INFORMATION SUPPLIED >>
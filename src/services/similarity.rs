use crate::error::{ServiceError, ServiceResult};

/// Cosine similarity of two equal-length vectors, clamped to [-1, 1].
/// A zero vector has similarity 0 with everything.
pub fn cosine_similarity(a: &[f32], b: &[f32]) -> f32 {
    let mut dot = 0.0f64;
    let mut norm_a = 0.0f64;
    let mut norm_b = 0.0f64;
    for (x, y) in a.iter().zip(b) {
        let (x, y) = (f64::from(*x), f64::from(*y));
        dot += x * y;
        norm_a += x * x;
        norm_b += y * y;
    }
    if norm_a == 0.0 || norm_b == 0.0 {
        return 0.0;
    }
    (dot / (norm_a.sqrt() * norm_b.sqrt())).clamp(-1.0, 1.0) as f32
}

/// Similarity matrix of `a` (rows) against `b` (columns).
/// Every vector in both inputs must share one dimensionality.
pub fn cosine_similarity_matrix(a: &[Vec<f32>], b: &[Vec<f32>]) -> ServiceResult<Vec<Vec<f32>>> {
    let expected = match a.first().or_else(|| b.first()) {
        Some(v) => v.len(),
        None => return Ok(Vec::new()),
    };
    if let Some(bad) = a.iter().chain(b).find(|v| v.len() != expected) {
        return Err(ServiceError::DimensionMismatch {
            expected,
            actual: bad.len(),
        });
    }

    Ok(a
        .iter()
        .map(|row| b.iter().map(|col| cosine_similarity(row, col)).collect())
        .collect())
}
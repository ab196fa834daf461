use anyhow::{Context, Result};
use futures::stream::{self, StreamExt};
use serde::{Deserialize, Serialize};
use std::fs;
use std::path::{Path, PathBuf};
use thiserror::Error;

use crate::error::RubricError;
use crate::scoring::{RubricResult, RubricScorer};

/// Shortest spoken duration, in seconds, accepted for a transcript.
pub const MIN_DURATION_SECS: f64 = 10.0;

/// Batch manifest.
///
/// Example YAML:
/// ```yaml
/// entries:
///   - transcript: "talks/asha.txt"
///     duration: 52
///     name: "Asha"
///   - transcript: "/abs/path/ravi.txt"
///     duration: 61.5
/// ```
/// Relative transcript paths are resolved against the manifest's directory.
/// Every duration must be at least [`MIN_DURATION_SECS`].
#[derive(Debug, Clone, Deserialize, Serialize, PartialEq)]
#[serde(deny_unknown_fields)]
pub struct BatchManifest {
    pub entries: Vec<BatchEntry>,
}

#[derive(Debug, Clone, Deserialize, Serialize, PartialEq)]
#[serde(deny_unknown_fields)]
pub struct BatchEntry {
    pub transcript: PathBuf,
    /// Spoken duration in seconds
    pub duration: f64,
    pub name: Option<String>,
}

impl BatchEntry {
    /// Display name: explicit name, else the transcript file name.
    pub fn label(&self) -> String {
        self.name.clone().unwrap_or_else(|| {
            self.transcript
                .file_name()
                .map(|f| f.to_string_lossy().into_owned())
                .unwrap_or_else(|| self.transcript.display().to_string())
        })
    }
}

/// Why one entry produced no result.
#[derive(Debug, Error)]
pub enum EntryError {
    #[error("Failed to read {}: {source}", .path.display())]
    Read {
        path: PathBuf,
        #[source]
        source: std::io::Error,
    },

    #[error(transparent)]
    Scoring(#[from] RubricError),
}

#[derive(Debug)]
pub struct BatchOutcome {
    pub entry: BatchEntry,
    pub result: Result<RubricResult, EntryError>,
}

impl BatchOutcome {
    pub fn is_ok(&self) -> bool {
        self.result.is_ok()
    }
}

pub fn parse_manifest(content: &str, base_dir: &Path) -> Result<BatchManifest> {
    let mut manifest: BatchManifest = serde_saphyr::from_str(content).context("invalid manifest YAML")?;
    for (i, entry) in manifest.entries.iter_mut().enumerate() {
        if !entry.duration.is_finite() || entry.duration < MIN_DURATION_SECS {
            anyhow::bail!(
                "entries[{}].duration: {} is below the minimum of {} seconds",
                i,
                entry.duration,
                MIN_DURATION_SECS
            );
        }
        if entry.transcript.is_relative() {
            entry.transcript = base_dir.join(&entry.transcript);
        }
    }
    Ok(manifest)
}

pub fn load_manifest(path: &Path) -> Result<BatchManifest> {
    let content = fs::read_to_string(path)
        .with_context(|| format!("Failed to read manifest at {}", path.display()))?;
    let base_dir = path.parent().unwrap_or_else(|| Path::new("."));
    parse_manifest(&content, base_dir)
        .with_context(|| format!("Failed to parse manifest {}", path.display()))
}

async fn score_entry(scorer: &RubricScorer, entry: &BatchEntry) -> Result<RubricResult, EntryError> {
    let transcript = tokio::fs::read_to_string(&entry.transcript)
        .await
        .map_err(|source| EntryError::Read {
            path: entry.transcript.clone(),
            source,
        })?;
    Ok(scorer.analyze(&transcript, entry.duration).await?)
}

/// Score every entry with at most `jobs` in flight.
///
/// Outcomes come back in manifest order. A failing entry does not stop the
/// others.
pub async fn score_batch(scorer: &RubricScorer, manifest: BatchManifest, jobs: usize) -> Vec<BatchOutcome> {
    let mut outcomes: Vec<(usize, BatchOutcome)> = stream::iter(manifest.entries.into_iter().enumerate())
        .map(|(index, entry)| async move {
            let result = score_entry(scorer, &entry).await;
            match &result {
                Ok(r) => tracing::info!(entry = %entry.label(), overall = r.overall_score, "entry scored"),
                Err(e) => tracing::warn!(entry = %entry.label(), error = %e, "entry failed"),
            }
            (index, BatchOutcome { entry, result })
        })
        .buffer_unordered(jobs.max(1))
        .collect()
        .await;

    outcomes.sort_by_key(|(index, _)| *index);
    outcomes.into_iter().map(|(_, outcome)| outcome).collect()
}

WHAT NEEDS TO BE DONE >> Check each line of the records above for the string "collect", and report every line that has it.

RESULT FOR THIS EXERCISE >>
        .map(|row| b.iter().map(|col| cosine_similarity(row, col)).collect())
        .collect())
        .collect()
    outcomes.into_iter().map(|(_, outcome)| outcome).collect()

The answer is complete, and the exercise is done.